The Natural Blonde by Amsterdam Brewery.

Over the past few years, the craft beer scene in Toronto has exploded. Just take a walk through the beer aisles at the LCBO and you’ll see how much shelf-space is dedicated to craft beer. As more and more beer lovers actively seek out unique brews for their individual palates, the industry is responding. And responding in amazing fashion.

One of the first truly craft breweries in Toronto is Amsterdam Brewery. Since 1986, they’ve been part of the revolution we see in the beer scene today. Using only traditional brewing methods, their beers are brewed fresh daily and include 6 year-round brews and a variety of seasonal offerings. In 2013, Amsterdam Brewery opened a new brew house right on the water’s edge of Lake Ontario.

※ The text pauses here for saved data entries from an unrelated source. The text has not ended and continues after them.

pub mod assembler;
pub mod batch;
pub mod config;
pub mod disk;
pub mod error;
pub mod fs;
pub mod metadata;
pub mod model;
pub mod orchestrator;
pub mod report;
pub mod retry;
pub mod source;
pub mod transfer;
pub mod verify;

pub use assembler::TitleAssembler;
pub use batch::{BatchRunner, BatchSummary};
pub use config::{ApiConfig, StowageConfig, TransferConfig};
pub use disk::{DiskGuard, FixedProbe, SpaceProbe, SysinfoProbe};
pub use error::{Result, StowageError};
pub use metadata::Metadata;
pub use model::{FetchState, Fragment, Title, Variant};
pub use orchestrator::{DownloadOrchestrator, TitlePlan};
pub use report::{FailureKind, TitleFailure, TitleReport, TitleStatus};
pub use retry::RetryPolicy;
pub use source::{HttpTitleSource, RemotePlaylist, TitleSource};
pub use transfer::{CommandTransfer, HttpTransfer, Transfer, TransferReceipt};
pub use verify::{Verification, VerifyFailure};
pub use tokio_util::sync::CancellationToken;
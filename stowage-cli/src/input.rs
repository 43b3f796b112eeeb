use std::collections::HashSet;
use std::path::Path;

use crate::error::{AppError, Result};

/// Ids listed in a text file: one per line, blank lines and `#` comments ignored.
pub fn parse_id_list(text: &str) -> impl Iterator<Item = &str> {
    text.lines()
        .map(|line| line.split_once('#').map_or(line, |(head, _)| head).trim())
        .filter(|line| !line.is_empty())
}

/// Command line ids followed by file ids, first occurrence wins.
pub fn collect_ids(args: &[String], file: Option<&Path>) -> Result<Vec<String>> {
    let text = match file {
        Some(path) => std::fs::read_to_string(path).map_err(|source| AppError::ReadFile {
            path: path.to_path_buf(),
            source,
        })?,
        None => String::new(),
    };

    let mut seen = HashSet::new();
    let ids: Vec<String> = args
        .iter()
        .map(|id| id.trim())
        .chain(parse_id_list(&text))
        .filter(|id| seen.insert(*id))
        .map(str::to_string)
        .collect();

    if ids.is_empty() {
        return Err(AppError::InvalidInput(
            "no title ids given; pass them as arguments or with --ids-file".to_string(),
        ));
    }
    Ok(ids)
}

#[cfg(test)]
mod tests {
    use super::*;

    #[test]
    fn test_parse_id_list() {
        let text = "# queue for tonight\n101\n\n  102  # re-run\n#103\n104\r\n";
        assert_eq!(
            parse_id_list(text).collect::<Vec<_>>(),
            vec!["101", "102", "104"]
        );
    }

    #[test]
    fn test_collect_ids_merges_and_dedupes() {
        let dir = tempfile::tempdir().unwrap();
        let file = dir.path().join("ids.txt");
        std::fs::write(&file, "102\n103\n101\n").unwrap();

        let ids = collect_ids(&["101".to_string(), "102".to_string()], Some(&file)).unwrap();
        assert_eq!(ids, vec!["101", "102", "103"]);
    }

    #[test]
    fn test_collect_ids_requires_something() {
        assert!(matches!(
            collect_ids(&[], None),
            Err(AppError::InvalidInput(_))
        ));
    }
}
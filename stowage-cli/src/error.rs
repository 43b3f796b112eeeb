use std::path::PathBuf;

use thiserror::Error;

#[derive(Debug, Error)]
pub enum AppError {
    #[error("I/O error: {0}")]
    Io(#[from] std::io::Error),

    #[error("cannot read {}: {source}", path.display())]
    ReadFile {
        path: PathBuf,
        #[source]
        source: std::io::Error,
    },

    #[error("invalid config file {}: {source}", path.display())]
    Config {
        path: PathBuf,
        #[source]
        source: toml::de::Error,
    },

    #[error(transparent)]
    Engine(#[from] stowage_engine::StowageError),

    #[error("JSON error: {0}")]
    Json(#[from] serde_json::Error),

    #[error("Invalid input: {0}")]
    InvalidInput(String),

    #[error("logging setup failed: {0}")]
    Logging(String),
}

pub type Result<T> = std::result::Result<T, AppError>;
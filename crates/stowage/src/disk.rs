//! Free disk space floor shared by all title workers.
//!
//! Once the floor is breached the guard stays breached for the rest of the run:
//! no new title starts its fragment phase, titles already fetching carry on.

use std::path::Path;
use std::sync::atomic::{AtomicBool, Ordering};

use parking_lot::Mutex;
use sysinfo::Disks;
use tracing::{debug, warn};

use crate::error::{Result, StowageError};

/// Reports free space for the filesystem holding a path.
pub trait SpaceProbe: Send + Sync {
    /// `None` when the filesystem cannot be determined.
    fn available_space(&self, path: &Path) -> Option<u64>;
}

/// [`SpaceProbe`] over the mounted disks reported by the OS.
#[derive(Debug, Default)]
pub struct SysinfoProbe {
    disks: Mutex<Disks>,
}

impl SysinfoProbe {
    pub fn new() -> Self {
        Self {
            disks: Mutex::new(Disks::new_with_refreshed_list()),
        }
    }
}

impl SpaceProbe for SysinfoProbe {
    fn available_space(&self, path: &Path) -> Option<u64> {
        let path = std::path::absolute(path).ok()?;
        let mut disks = self.disks.lock();
        disks.refresh(true);

        // The disk with the longest matching mount point holds the path.
        disks
            .list()
            .iter()
            .filter(|disk| path.starts_with(disk.mount_point()))
            .max_by_key(|disk| disk.mount_point().as_os_str().len())
            .map(|disk| disk.available_space())
    }
}

/// Fixed free space, for tests and dry runs.
#[derive(Debug)]
pub struct FixedProbe(pub Option<u64>);

impl SpaceProbe for FixedProbe {
    fn available_space(&self, _path: &Path) -> Option<u64> {
        self.0
    }
}

pub struct DiskGuard {
    floor: u64,
    probe: Box<dyn SpaceProbe>,
    breached: AtomicBool,
}

impl DiskGuard {
    pub fn new(floor: u64, probe: Box<dyn SpaceProbe>) -> Self {
        Self {
            floor,
            probe,
            breached: AtomicBool::new(false),
        }
    }

    pub fn with_sysinfo(floor: u64) -> Self {
        Self::new(floor, Box::new(SysinfoProbe::new()))
    }

    pub fn floor(&self) -> u64 {
        self.floor
    }

    pub fn is_breached(&self) -> bool {
        self.breached.load(Ordering::Acquire)
    }

    /// Fails with `DiskSpaceExhausted` when free space at `path` is below the
    /// floor, or when an earlier check already found it below. Unknown free
    /// space lets the work proceed.
    pub fn check(&self, path: &Path) -> Result<()> {
        if self.floor == 0 {
            return Ok(());
        }
        if self.is_breached() {
            return Err(StowageError::DiskSpaceExhausted {
                available: 0,
                floor: self.floor,
            });
        }

        match self.probe.available_space(path) {
            Some(available) if available < self.floor => {
                self.breached.store(true, Ordering::Release);
                warn!(
                    path = %path.display(),
                    available,
                    floor = self.floor,
                    "Free disk space below floor, no new titles will start"
                );
                Err(StowageError::DiskSpaceExhausted {
                    available,
                    floor: self.floor,
                })
            }
            Some(available) => {
                debug!(path = %path.display(), available, floor = self.floor, "Disk space OK");
                Ok(())
            }
            None => {
                warn!(path = %path.display(), "Could not determine free disk space");
                Ok(())
            }
        }
    }
}

#[cfg(test)]
mod tests {
    use super::*;

    #[test]
    fn test_guard_passes_above_floor() {
        let guard = DiskGuard::new(100, Box::new(FixedProbe(Some(1_000))));
        assert!(guard.check(Path::new("/data")).is_ok());
        assert!(!guard.is_breached());
    }

    #[test]
    fn test_guard_latches_once_breached() {
        let guard = DiskGuard::new(100, Box::new(FixedProbe(Some(50))));
        assert!(matches!(
            guard.check(Path::new("/data")),
            Err(StowageError::DiskSpaceExhausted {
                available: 50,
                floor: 100
            })
        ));
        assert!(guard.is_breached());
        assert!(guard.check(Path::new("/data")).is_err());
    }

    #[test]
    fn test_unknown_space_and_zero_floor_pass() {
        let guard = DiskGuard::new(100, Box::new(FixedProbe(None)));
        assert!(guard.check(Path::new("/data")).is_ok());

        let guard = DiskGuard::new(0, Box::new(FixedProbe(Some(0))));
        assert!(guard.check(Path::new("/data")).is_ok());
    }

    #[test]
    fn test_sysinfo_probe_refreshes_between_checks() {
        let probe = SysinfoProbe::new();
        let dir = tempfile::tempdir().unwrap();
        // may be None inside minimal containers
        let first = probe.available_space(dir.path());
        let second = probe.available_space(dir.path());
        assert_eq!(first.is_some(), second.is_some());
    }
}
use std::collections::BTreeMap;
use std::path::PathBuf;
use std::time::Duration;

use serde::{Deserialize, Serialize};

use crate::error::{Result, StowageError};
use crate::retry::RetryPolicy;

pub const DEFAULT_USER_AGENT: &str = "Mozilla/5.0 (Windows NT 10.0; Win64; x64) AppleWebKit/537.36 (KHTML, like Gecko) Chrome/142.0.0.0 Safari/537.36";

/// 1 GiB
pub const DEFAULT_DISK_SPACE_FLOOR: u64 = 1024 * 1024 * 1024;

/// Run configuration, handed to every component at construction.
#[derive(Debug, Clone, PartialEq, Serialize, Deserialize)]
#[serde(default)]
pub struct StowageConfig {
    /// Skip VP9 variants entirely.
    pub exclude_vp9: bool,

    /// Total attempts per fragment and per manifest request, first one included.
    pub retry_limit: u32,

    /// Delay before the first retry; doubles on every further retry.
    #[serde(with = "duration_ms", rename = "retry_backoff_ms")]
    pub retry_backoff: Duration,

    /// Cap for the doubled retry delay.
    #[serde(with = "duration_ms", rename = "retry_backoff_max_ms")]
    pub retry_backoff_max: Duration,

    /// Adds up to half the base delay of random jitter to each retry.
    pub retry_jitter: bool,

    /// Titles in flight and fragment transfers in flight, each.
    pub concurrency: usize,

    /// New titles are not started once free space drops below this many bytes.
    /// `0` disables the check.
    pub disk_space_floor: u64,

    /// Parent directory of all title directories.
    pub output_dir: PathBuf,

    /// Titles whose recorded status is `Done` are not fetched again.
    pub skip_completed: bool,

    pub api: ApiConfig,

    pub transfer: TransferConfig,
}

impl Default for StowageConfig {
    fn default() -> Self {
        Self {
            exclude_vp9: true,
            retry_limit: 3,
            retry_backoff: Duration::from_secs(1),
            retry_backoff_max: Duration::from_secs(30),
            retry_jitter: true,
            concurrency: 4,
            disk_space_floor: DEFAULT_DISK_SPACE_FLOOR,
            output_dir: PathBuf::from("downloads"),
            skip_completed: true,
            api: ApiConfig::default(),
            transfer: TransferConfig::default(),
        }
    }
}

impl StowageConfig {
    pub fn validate(&self) -> Result<()> {
        if self.retry_limit == 0 {
            return Err(StowageError::configuration(
                "retry_limit must allow at least one attempt",
            ));
        }
        if self.concurrency == 0 {
            return Err(StowageError::configuration("concurrency must be at least 1"));
        }
        if self.retry_backoff > self.retry_backoff_max {
            return Err(StowageError::configuration(
                "retry_backoff must not exceed retry_backoff_max",
            ));
        }
        if let TransferConfig::Command { program, .. } = &self.transfer
            && program.trim().is_empty()
        {
            return Err(StowageError::configuration(
                "transfer command program must not be empty",
            ));
        }
        Ok(())
    }

    pub fn retry_policy(&self) -> RetryPolicy {
        RetryPolicy {
            max_attempts: self.retry_limit,
            base_delay: self.retry_backoff,
            max_delay: self.retry_backoff_max,
            jitter: self.retry_jitter,
        }
    }
}

/// Where titles are looked up.
#[derive(Debug, Clone, PartialEq, Serialize, Deserialize)]
#[serde(default)]
pub struct ApiConfig {
    /// Base URL of the title API. Required by the HTTP source.
    pub base_url: Option<String>,

    /// Metadata endpoint relative to `base_url`; `{id}` is replaced by the title id.
    pub metadata_path: String,

    /// Field of the metadata document holding the top manifest URL.
    /// Dotted paths (`stream.url`) reach into nested objects.
    pub manifest_url_field: String,

    pub user_agent: String,

    pub referer: Option<String>,

    /// Extra request headers.
    pub headers: BTreeMap<String, String>,

    /// Timeout for API and playlist requests.
    #[serde(with = "duration_secs", rename = "timeout_secs")]
    pub timeout: Duration,

    /// Timeout for a single fragment transfer.
    #[serde(with = "duration_secs", rename = "transfer_timeout_secs")]
    pub transfer_timeout: Duration,
}

impl Default for ApiConfig {
    fn default() -> Self {
        Self {
            base_url: None,
            metadata_path: "api/titles/{id}".to_string(),
            manifest_url_field: "videoStreamUrl".to_string(),
            user_agent: DEFAULT_USER_AGENT.to_string(),
            referer: None,
            headers: BTreeMap::new(),
            timeout: Duration::from_secs(30),
            transfer_timeout: Duration::from_secs(300),
        }
    }
}

/// How fragment bytes are moved to disk.
#[derive(Debug, Clone, Default, PartialEq, Eq, Serialize, Deserialize)]
#[serde(tag = "kind", rename_all = "lowercase")]
pub enum TransferConfig {
    /// Built-in streaming HTTP client.
    #[default]
    Http,
    /// External download manager. `{url}` and `{output}` in `args` are
    /// replaced per fragment.
    Command { program: String, args: Vec<String> },
}

mod duration_ms {
    use std::time::Duration;

    use serde::{Deserialize, Deserializer, Serializer};

    pub fn serialize<S: Serializer>(value: &Duration, serializer: S) -> Result<S::Ok, S::Error> {
        serializer.serialize_u64(u64::try_from(value.as_millis()).unwrap_or(u64::MAX))
    }

    pub fn deserialize<'de, D: Deserializer<'de>>(deserializer: D) -> Result<Duration, D::Error> {
        u64::deserialize(deserializer).map(Duration::from_millis)
    }
}

mod duration_secs {
    use std::time::Duration;

    use serde::{Deserialize, Deserializer, Serializer};

    pub fn serialize<S: Serializer>(value: &Duration, serializer: S) -> Result<S::Ok, S::Error> {
        serializer.serialize_u64(value.as_secs())
    }

    pub fn deserialize<'de, D: Deserializer<'de>>(deserializer: D) -> Result<Duration, D::Error> {
        u64::deserialize(deserializer).map(Duration::from_secs)
    }
}

#[cfg(test)]
mod tests {
    use super::*;

    #[test]
    fn test_defaults() {
        let config = StowageConfig::default();
        assert!(config.exclude_vp9);
        assert_eq!(config.retry_limit, 3);
        assert_eq!(config.concurrency, 4);
        assert_eq!(config.disk_space_floor, DEFAULT_DISK_SPACE_FLOOR);
        assert_eq!(config.transfer, TransferConfig::Http);
        assert!(config.validate().is_ok());
    }

    #[test]
    fn test_partial_document_keeps_defaults() {
        let config: StowageConfig = serde_json::from_value(serde_json::json!({
            "exclude_vp9": false,
            "retry_backoff_ms": 250,
            "api": { "base_url": "https://api.example.com/" },
            "transfer": { "kind": "command", "program": "aria2c", "args": ["-o", "{output}", "{url}"] }
        }))
        .unwrap();

        assert!(!config.exclude_vp9);
        assert_eq!(config.retry_backoff, Duration::from_millis(250));
        assert_eq!(config.retry_limit, 3);
        assert_eq!(config.api.manifest_url_field, "videoStreamUrl");
        assert_eq!(
            config.transfer,
            TransferConfig::Command {
                program: "aria2c".to_string(),
                args: vec!["-o".into(), "{output}".into(), "{url}".into()],
            }
        );
    }

    #[test]
    fn test_validate_rejects_zero_limits() {
        let config = StowageConfig {
            retry_limit: 0,
            ..Default::default()
        };
        assert!(matches!(
            config.validate(),
            Err(StowageError::Configuration { .. })
        ));

        let config = StowageConfig {
            concurrency: 0,
            ..Default::default()
        };
        assert!(config.validate().is_err());
    }

    #[test]
    fn test_retry_policy_from_config() {
        let config = StowageConfig {
            retry_limit: 5,
            retry_backoff: Duration::from_millis(10),
            ..Default::default()
        };
        let policy = config.retry_policy();
        assert_eq!(policy.max_attempts, 5);
        assert_eq!(policy.base_delay, Duration::from_millis(10));
    }
}
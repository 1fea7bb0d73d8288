#![allow(dead_code)]

use std::collections::{HashMap, VecDeque};
use std::path::Path;
use std::sync::{Arc, Mutex};
use std::time::Duration;

use async_trait::async_trait;
use tempfile::TempDir;
use tokio::time::Instant;

use stevedore_core::{UploadOrchestrator, UploadSettings};
use stevedore_objectstore::{Chunk, Error, Key, MemoryStore, ObjectStore, Result};

pub const PART: usize = 16;

#[derive(Clone, Copy, Debug)]
pub enum Fault {
    Transient,
    Permanent,
}

impl Fault {
    fn into_error(self, chunk_number: i32) -> Error {
        match self {
            Fault::Transient => Error::Unavailable(String::from("injected")),
            Fault::Permanent => Error::InvalidPart {
                chunk_number,
                reason: "injected",
            },
        }
    }
}

#[derive(Clone, Debug)]
pub struct UploadCall {
    pub chunk_number: i32,
    pub size: u64,
    pub at: Instant,
}

#[derive(Default)]
struct Script {
    initiate: Option<Fault>,
    uploads: HashMap<i32, VecDeque<Fault>>,
    finalize: Option<Fault>,
    abort: Option<Fault>,
    presign: Option<Fault>,
    /// Parts whose scratch file is swapped for a directory once the backend has read it.
    unremovable: Vec<i32>,
}

#[derive(Clone, Debug, Default)]
pub struct Calls {
    pub initiate: u32,
    pub uploads: Vec<UploadCall>,
    pub finalize: u32,
    pub abort: u32,
    pub presign: u32,
    /// Order in which the protocol calls happened, by name.
    pub log: Vec<&'static str>,
}

impl Calls {
    pub fn uploads_of(&self, chunk_number: i32) -> Vec<&UploadCall> {
        self.uploads
            .iter()
            .filter(|c| c.chunk_number == chunk_number)
            .collect()
    }
}

/// [`MemoryStore`] wrapper that records every call and fails the ones it is told to.
pub struct FlakyStore {
    pub inner: MemoryStore,
    script: Mutex<Script>,
    calls: Mutex<Calls>,
}

impl FlakyStore {
    pub fn new(min_part_size: u64) -> Self {
        Self {
            inner: MemoryStore::new("test", min_part_size),
            script: Mutex::new(Script::default()),
            calls: Mutex::new(Calls::default()),
        }
    }

    pub fn fail_initiate(&self, fault: Fault) {
        self.script.lock().unwrap().initiate = Some(fault);
    }

    pub fn fail_upload(&self, chunk_number: i32, faults: &[Fault]) {
        self.script
            .lock()
            .unwrap()
            .uploads
            .entry(chunk_number)
            .or_default()
            .extend(faults.iter().copied());
    }

    pub fn fail_finalize(&self, fault: Fault) {
        self.script.lock().unwrap().finalize = Some(fault);
    }

    pub fn fail_abort(&self, fault: Fault) {
        self.script.lock().unwrap().abort = Some(fault);
    }

    pub fn fail_presign(&self, fault: Fault) {
        self.script.lock().unwrap().presign = Some(fault);
    }

    /// Make the scratch file of `chunk_number` impossible to remove after a successful upload.
    pub fn block_cleanup(&self, chunk_number: i32) {
        self.script.lock().unwrap().unremovable.push(chunk_number);
    }

    pub fn calls(&self) -> Calls {
        self.calls.lock().unwrap().clone()
    }
}

#[async_trait]
impl ObjectStore for FlakyStore {
    fn min_part_size(&self) -> u64 {
        self.inner.min_part_size()
    }

    async fn initiate_chunked_upload(&self, key: &Key, content_type: &str) -> Result<String> {
        {
            let mut calls = self.calls.lock().unwrap();
            calls.initiate += 1;
            calls.log.push("initiate");
        }
        let fault = self.script.lock().unwrap().initiate;
        if let Some(fault) = fault {
            return Err(fault.into_error(0));
        }
        self.inner.initiate_chunked_upload(key, content_type).await
    }

    async fn upload_chunk(
        &self,
        upload_id: &str,
        key: &Key,
        chunk_number: i32,
        path: &Path,
    ) -> Result<Chunk> {
        let size = tokio::fs::metadata(path).await?.len();
        {
            let mut calls = self.calls.lock().unwrap();
            calls.uploads.push(UploadCall {
                chunk_number,
                size,
                at: Instant::now(),
            });
            calls.log.push("upload");
        }
        let fault = self
            .script
            .lock()
            .unwrap()
            .uploads
            .get_mut(&chunk_number)
            .and_then(|faults| faults.pop_front());
        if let Some(fault) = fault {
            return Err(fault.into_error(chunk_number));
        }
        let chunk = self
            .inner
            .upload_chunk(upload_id, key, chunk_number, path)
            .await?;

        let block = self.script.lock().unwrap().unremovable.contains(&chunk_number);
        if block {
            std::fs::remove_file(path)?;
            std::fs::create_dir(path)?;
        }
        Ok(chunk)
    }

    async fn finalize_chunked_upload(
        &self,
        upload_id: &str,
        key: &Key,
        chunks: Vec<Chunk>,
    ) -> Result<()> {
        {
            let mut calls = self.calls.lock().unwrap();
            calls.finalize += 1;
            calls.log.push("finalize");
        }
        let fault = self.script.lock().unwrap().finalize;
        if let Some(fault) = fault {
            return Err(fault.into_error(0));
        }
        self.inner
            .finalize_chunked_upload(upload_id, key, chunks)
            .await
    }

    async fn abort_chunked_upload(&self, upload_id: &str, key: &Key) -> Result<()> {
        {
            let mut calls = self.calls.lock().unwrap();
            calls.abort += 1;
            calls.log.push("abort");
        }
        let fault = self.script.lock().unwrap().abort;
        // the backend still drops the upload when the abort response is lost
        let aborted = self.inner.abort_chunked_upload(upload_id, key).await;
        match fault {
            Some(fault) => Err(fault.into_error(0)),
            None => aborted,
        }
    }

    async fn presign_get(&self, key: &Key, ttl: Duration) -> Result<String> {
        {
            let mut calls = self.calls.lock().unwrap();
            calls.presign += 1;
            calls.log.push("presign");
        }
        let fault = self.script.lock().unwrap().presign;
        if let Some(fault) = fault {
            return Err(fault.into_error(0));
        }
        self.inner.presign_get(key, ttl).await
    }
}

pub struct Harness {
    pub orchestrator: UploadOrchestrator,
    pub store: Arc<FlakyStore>,
    pub temp_dir: TempDir,
}

impl Harness {
    pub fn new(part_size: usize, configure: impl FnOnce(&mut UploadSettings)) -> Harness {
        let temp_dir = tempfile::tempdir().unwrap();
        let store = Arc::new(FlakyStore::new(part_size as u64));
        let mut settings = UploadSettings {
            chunk_size: part_size,
            temp_dir: temp_dir.path().to_path_buf(),
            ..UploadSettings::default()
        };
        configure(&mut settings);
        let orchestrator = UploadOrchestrator::new(store.clone(), settings).unwrap();
        Harness {
            orchestrator,
            store,
            temp_dir,
        }
    }

    pub fn small() -> Harness {
        Harness::new(PART, |_| ())
    }

    /// Number of files left behind in the scratch directory.
    pub fn leftover_temp_files(&self) -> usize {
        std::fs::read_dir(self.temp_dir.path()).unwrap().count()
    }
}

pub fn source(len: usize) -> Vec<u8> {
    (0..len).map(|i| (i % 253) as u8).collect()
}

Merging the food and beer experience under one roof, it’s one of the best spots in the city to sit back with some friends on a hot summer’s day.

This summer, Amsterdam Brewery has partnered up with Toronto’s premier walking tour experience company, Tour Guys, for a series of “Neighbeerhood Crawls”. Part pub-crawl, part walking-tour, it’s an immersive experience for guests that incorporates Amsterdam beers, great local bars, delicious local food, graffiti sightseeing and historical revelations. Read more »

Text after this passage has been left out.